The pilot programme was first announced in October 2019, but only launched on March 26 this year having been delayed by the Covid pandemic.

The plan is to monitor 3,000 people over a two year period suffering from chronic and cancer-related pain, severe epilepsy, nervous system disorders such as multiple sclerosis and patients in palliative care.

French online cannabis news site Newsweed reports that two months after the much-vaunted launch of the study, only 325 people had been signed-up.

It reports that the distribution of patients at two months was 140 for neuropathic pain, 79 for drug-resistant epilepsy, 24 for oncology, 13 for a palliative situation and 69 for painful spasticity. 

Pace To Pick-Up After Summer

The plan is to recruit 750 patients apiece for the painful spasticity and neuropathic pain groupings, with 500 each for the remaining three categories.

A new temporary scientific committee has been set-up this week by France’s Agence Nationale de Sécurité du Médicament et des Produits de Santé (the national medicines agency, otherwise known as the ANSM) to monitor the testing of medical cannabis. 

The chair of the committee, Professor Nicolas Authier, who is head of the Medical Pharmacology Department and the pain clinic at the University Hospital and Medical School in Clermont-Ferrand, told Newsweed that this would now “make it possible to adapt the conditions of the experiment on various points (register, patient quotas, training, products, etc.).”

But he added that the pace of inclusion should not change.

“The Covid health crisis is not over, research projects are also relaunching … so some professionals, although motivated, have not had time to get started. But we weren’t expecting to fill the 3,000 places in three months,” Professor Authier explained to Newsweed.

“Summer is also coming and her vacation so let’s give more time to do things right. The success of the experiment does not lie in the speed with which patients are included. Let’s give ourselves until the end of the year. The objective is to calmly build the aftermath.”

Lack Of Vaporisers

The professor, who was already heading up various committees responsible for preparing the trial, told Newsweed that several hundred health professionals had been trained in the first wave in hospitals, and that more would be done in the coming months.

He added that problems with the availability of flowers due to a lack of vaporizers, should be sorted during the summer. “But that does not slow down inclusions in the experiment,” he said.

The aim of the study is twofold.
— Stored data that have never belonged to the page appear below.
//! 焦点状态定义

/// 焦点面板枚举
#[derive(Debug, Clone, Copy, PartialEq, Eq, Default)]
pub enum FocusPanel {
    /// 侧边栏菜单（横向模式下为顶部菜单栏）
    #[default]
    Sidebar,
    /// 内容面板
    Content,
}

impl FocusPanel {
    /// 切换到另一个面板
    #[must_use]
    pub fn toggle(self) -> Self {
        match self {
            FocusPanel::Sidebar => FocusPanel::Content,
            FocusPanel::Content => FocusPanel::Sidebar,
        }
    }

    pub fn is_sidebar(self) -> bool {
        matches!(self, FocusPanel::Sidebar)
    }

    pub fn is_content(self) -> bool {
        matches!(self, FocusPanel::Content)
    }
}
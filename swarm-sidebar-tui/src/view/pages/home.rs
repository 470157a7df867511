//! 首页

use ratatui::{
    layout::{Constraint, Direction, Layout, Rect},
    style::{Modifier, Style},
    text::{Line, Span},
    widgets::{Block, Borders, Paragraph},
    Frame,
};
use swarm_sidebar_core::types::StylesheetKind;

use crate::i18n::t;
use crate::model::App;
use crate::update::menu_mode_name;
use crate::view::theme::colors;

/// 渲染首页
pub fn render(app: &App, frame: &mut Frame, area: Rect) {
    let texts = t();
    let c = colors(&app.stylesheets);

    // 首页布局：欢迎信息 + 概况
    let layout = Layout::default()
        .direction(Direction::Vertical)
        .constraints([Constraint::Length(5), Constraint::Min(1)])
        .split(area);

    let welcome = vec![
        Line::from(""),
        Line::from(Span::styled(
            format!("  {}", texts.home.welcome),
            Style::default().fg(c.highlight).add_modifier(Modifier::BOLD),
        )),
        Line::from(""),
        Line::from(Span::styled(
            format!("  {}", texts.home.description),
            Style::default().fg(c.muted),
        )),
    ];
    frame.render_widget(Paragraph::new(welcome), layout[0]);

    let columns = Layout::default()
        .direction(Direction::Horizontal)
        .constraints([Constraint::Percentage(50), Constraint::Percentage(50)])
        .split(layout[1]);

    // 资源池概况
    let pool_count = if app.core.has_loaded() {
        app.core.pools().len().to_string()
    } else {
        texts.common.loading.to_string()
    };
    let last_update = app.last_update.map_or_else(
        || texts.common.never.to_string(),
        |time| time.format("%Y-%m-%d %H:%M:%S").to_string(),
    );
    let pools = Paragraph::new(vec![
        Line::from(""),
        stat_line(texts.home.pool_count, pool_count, c.success),
        stat_line(texts.home.last_update, last_update, c.fg),
    ])
    .block(
        Block::default()
            .title(format!(" {} ", texts.pools.all_title))
            .borders(Borders::ALL)
            .border_style(Style::default().fg(c.border)),
    );
    frame.render_widget(pools, columns[0]);

    // 布局概况
    let skin = |kind: StylesheetKind| {
        app.stylesheets
            .current(kind)
            .unwrap_or_default()
            .to_string()
    };
    let appearance = Paragraph::new(vec![
        Line::from(""),
        stat_line(
            texts.home.menu_mode,
            menu_mode_name(app.layout.menu_mode).to_string(),
            c.fg,
        ),
        stat_line(
            texts.home.device,
            format!("{:?}", app.layout.device),
            c.fg,
        ),
        stat_line(texts.home.layout, skin(StylesheetKind::Layout), c.menu_active),
        stat_line(texts.home.theme, skin(StylesheetKind::Theme), c.highlight),
    ])
    .block(
        Block::default()
            .title(format!(" {} ", texts.settings.title))
            .borders(Borders::ALL)
            .border_style(Style::default().fg(c.border)),
    );
    frame.render_widget(appearance, columns[1]);
}

fn stat_line(label: &str, value: String, color: ratatui::style::Color) -> Line<'static> {
    Line::from(vec![
        Span::raw(format!("  {label}: ")),
        Span::styled(value, Style::default().fg(color).add_modifier(Modifier::BOLD)),
    ])
}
The first is to evaluate the feasibility of providing medical cannabis in France, and the second to compile initial data on the safety and efficacy of cannabis in the medical field.

But as cannabis production is banned in France, all the drugs are having to be sourced from foreign manufacturers. 

To date, six companies have seen their products selected for use in the French medical cannabis trial, including Australian firms Althea and Little Green Pharma – whose founder and managing director Fleta Solomon was interviewed by BusinessCann last week – Canadian ventures Aurora Cannabis and Tilray, Israeli concern Panaxia, and UK-based Emmac Life Sciences.